You can see what HHH means when he says that black metal tends to kind of stay in one place - like the riffs are repeated over and over in a song but it doesn't sound, you know, like anything is moving or going any place. A lot of times there aren't builds but repetitions. But besides the fact that that's fucking fine (as long as it sounds good), there are also plenty of black metal bands/songs that do have that moving-forward/building sound. Black metal didn't need him to teach it that, lol.
 
Aesthetica has about 10 minutes of complete garbage (any part with keyboards or clean vocals) but the rest is pretty cool. It's rare you hear a band shift such ease from fluid rhythms and Romantic melodies to super-precise mechanical rhythms.

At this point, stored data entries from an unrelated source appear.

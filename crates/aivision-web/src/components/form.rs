//! Form field components and input parsing helpers
//!
//! Form state lives in per-field string signals; records are assembled and
//! validated once, at submit. View-only dialogs reuse the same fields with
//! inputs disabled.

use leptos::prelude::*;

/// Single-line text input
#[component]
pub fn TextField(
    /// Field label
    #[prop(into)]
    label: String,
    /// Backing signal
    value: RwSignal<String>,
    /// Render read-only (view dialog)
    #[prop(optional)]
    disabled: bool,
    /// Placeholder text
    #[prop(optional, into)]
    placeholder: String,
    /// Input type attribute; defaults to `text`
    #[prop(default = String::from("text"), into)]
    input_type: String,
) -> impl IntoView {
    view! {
        <label class="field">
            <span class="field-label">{label}</span>
            <input
                type=input_type
                placeholder=placeholder
                disabled=disabled
                prop:value=move || value.get()
                on:input=move |ev| value.set(event_target_value(&ev))
            />
        </label>
    }
}

/// Multi-line text input
#[component]
pub fn TextAreaField(
    /// Field label
    #[prop(into)]
    label: String,
    /// Backing signal
    value: RwSignal<String>,
    /// Render read-only (view dialog)
    #[prop(optional)]
    disabled: bool,
) -> impl IntoView {
    view! {
        <label class="field">
            <span class="field-label">{label}</span>
            <textarea
                disabled=disabled
                prop:value=move || value.get()
                on:input=move |ev| value.set(event_target_value(&ev))
            ></textarea>
        </label>
    }
}

/// Checkbox bound to a boolean signal
#[component]
pub fn ToggleField(
    /// Field label
    #[prop(into)]
    label: String,
    /// Backing signal
    value: RwSignal<bool>,
    /// Render read-only (view dialog)
    #[prop(optional)]
    disabled: bool,
) -> impl IntoView {
    view! {
        <label class="field field-toggle">
            <input
                type="checkbox"
                disabled=disabled
                prop:checked=move || value.get()
                on:change=move |ev| value.set(event_target_checked(&ev))
            />
            <span class="field-label">{label}</span>
        </label>
    }
}

/// Dropdown over (value, label) pairs with an empty placeholder entry
#[component]
pub fn SelectField(
    /// Field label
    #[prop(into)]
    label: String,
    /// Backing signal holding the selected value
    value: RwSignal<String>,
    /// Choices as (value, label) pairs
    options: Vec<(String, String)>,
    /// Render read-only (view dialog)
    #[prop(optional)]
    disabled: bool,
) -> impl IntoView {
    view! {
        <label class="field">
            <span class="field-label">{label}</span>
            <select
                disabled=disabled
                prop:value=move || value.get()
                on:change=move |ev| value.set(event_target_value(&ev))
            >
                <option value="">"Select..."</option>
                {options
                    .into_iter()
                    .map(|(option_value, option_label)| {
                        view! { <option value=option_value>{option_label}</option> }
                    })
                    .collect_view()}
            </select>
        </label>
    }
}

/// Trimmed text, `None` when empty
#[must_use]
pub fn opt_text(text: &str) -> Option<String> {
    let trimmed = text.trim();
    if trimmed.is_empty() {
        None
    } else {
        Some(trimmed.to_string())
    }
}

/// Parsed integer, `None` when empty or unparseable
#[must_use]
pub fn opt_i64(text: &str) -> Option<i64> {
    text.trim().parse().ok()
}

/// Parsed 32-bit integer, `None` when empty or unparseable
#[must_use]
pub fn opt_i32(text: &str) -> Option<i32> {
    text.trim().parse().ok()
}

/// Parsed float, `None` when empty or unparseable
#[must_use]
pub fn opt_f64(text: &str) -> Option<f64> {
    text.trim().parse().ok()
}

/// Render an optional id as its initial form value
#[must_use]
pub fn id_text(id: Option<i64>) -> String {
    id.map(|id| id.to_string()).unwrap_or_default()
}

The stuff HHH says and writes is really fucking pretentious, stupid and ignorant, but that wasn't exactly uncommon in black metal before Liturgy came around.

You can see what HHH means when he says that black metal tends to kind of stay in one place - like the riffs are repeated over and over in a song but it doesn't sound, you know, like anything is moving or going any place. A lot of times there aren't builds but repetitions. But besides the fact that that's fucking fine (as long as it sounds good), there are also plenty of black metal bands/songs that do have that moving-forward/building sound. Black metal didn't need him to teach it that, lol.

I think it shows that he doesn't really know the genre. Sure acts like Burzum, Paysage d'Hiver, etc. is pretty repetitive, but other stuff like Emperor and Deathspell Omega is all over the place.

But I think his main point was that the ideologies of black metal (nihilism, Satanism, etc.) are ideological dead ends (which I don't think is necessarily true). And then of course that ignores the whole Pagan strand of black metal.